Chamonix 12×20; Goerz Red Dot Artar 30″ @ 762mm, f/128, 83 seconds, HP5+ 400; Front rise

This isn’t to say that it’s a bad approach to take a higher volume of images when you can. As you take more photos, you can pin down the optimal composition or give yourself more options in the culling stage. I’ve talked about this before in my article on the refining process, and more recently in my article on choosing between similar versions of a photo. In this sense, it’s perfectly fine to take a lot more photos if that’s the approach that gives you the best results. (And with some genres like wildlife photography, it may even be necessary.)

Yet, a lot of the work that goes into a good photo can be done without taking bad photos along the way. Maybe you do need to shoot at 30 FPS to capture a bird’s wings at the right spot, but ask yourself, is this particular bird the one you should be photographing? Is your camera position optimal to justify taking that many photos? Do the light and the background work well for the subject? Or will you just end up with a burst of a hundred photos that you never look at again?

If you take a moment to honestly evaluate the light, subject, and composition, you can “delete” a lot of photos by never taking them in the first place, and focus your attention on finding better subjects. This turns photography away from being random chance into something more deliberate and creative.

Chamonix 8×10 + Fujinon A 360mm f/10 @ f/28, 35 seconds, Fuji Velvia 50; 2-stop hard GND; no movements

So, if you ask me whether photography is a numbers game – where taking good photos mainly depends upon how many you take – my answer is no. You might get lucky every once in a while, but more often, good photos are the result of putting care into your work rather than spraying and praying. Even in a genre like wildlife photography, I’d bet on a skilled professional who’s limited to ten photos in a day over a layman who’s allowed to take a thousand.

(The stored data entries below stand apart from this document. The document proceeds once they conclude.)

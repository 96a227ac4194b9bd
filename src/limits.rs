//! Bounds for queue attributes and request parameters.
//!
//! Every documented [min, max] range lives here so validation reads from
//! configuration instead of scattered constants. Defaults match the AWS SQS
//! quotas for standard queues.

#[derive(Debug, Clone)]
pub struct Limits {
    /// DelaySeconds, queue attribute and per-send override. [0, max]
    pub delay_seconds_max: u32,
    /// VisibilityTimeout, queue attribute and per-receive/change override. [0, max]
    pub visibility_timeout_max: u32,
    /// MessageRetentionPeriod in seconds.
    pub message_retention_min: u32,
    pub message_retention_max: u32,
    /// MaximumMessageSize in bytes.
    pub maximum_message_size_min: u32,
    pub maximum_message_size_max: u32,
    /// ReceiveMessageWaitTimeSeconds, queue attribute and per-receive override. [0, max]
    pub receive_wait_time_max: u32,
    /// RedrivePolicy maxReceiveCount.
    pub max_receive_count_min: u32,
    pub max_receive_count_max: u32,
    /// MaxNumberOfMessages on ReceiveMessage. [1, max]
    pub receive_max_messages: u32,
    /// Entries per batch request. [1, max]
    pub batch_entries_max: usize,
    /// Batch entry Id length.
    pub batch_id_len_max: usize,
    /// Queue name length.
    pub queue_name_len_max: usize,
    /// Message attributes per message.
    pub message_attributes_max: usize,
    /// Message attribute name length.
    pub attribute_name_len_max: usize,
}

impl Default for Limits {
    fn default() -> Self {
        Limits {
            delay_seconds_max: 900,
            visibility_timeout_max: 43_200,
            message_retention_min: 60,
            message_retention_max: 1_209_600,
            maximum_message_size_min: 1024,
            maximum_message_size_max: 262_144,
            receive_wait_time_max: 20,
            max_receive_count_min: 1,
            max_receive_count_max: 1000,
            receive_max_messages: 10,
            batch_entries_max: 10,
            batch_id_len_max: 80,
            queue_name_len_max: 80,
            message_attributes_max: 10,
            attribute_name_len_max: 256,
        }
    }
}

But there’s a caveat. Photography is still a numbers game in a very important way: how often you go out to take photos in the first place.

It doesn’t need to be anywhere special, although of course that can help. But no matter where you are, simply going out more often with your camera means that you’ll see more things to photograph, you’ll stumble upon more interesting moments, and you’ll exercise your creative and technical skills for when it really matters.

That’s why I say that photography is not a numbers game in terms of how many photos you take. But it is a numbers game in terms of how often you go take pictures. If you really want to improve, go out more often, no matter where you are. That’s all there is to it – even (perhaps especially) if you don’t take very many photos each time.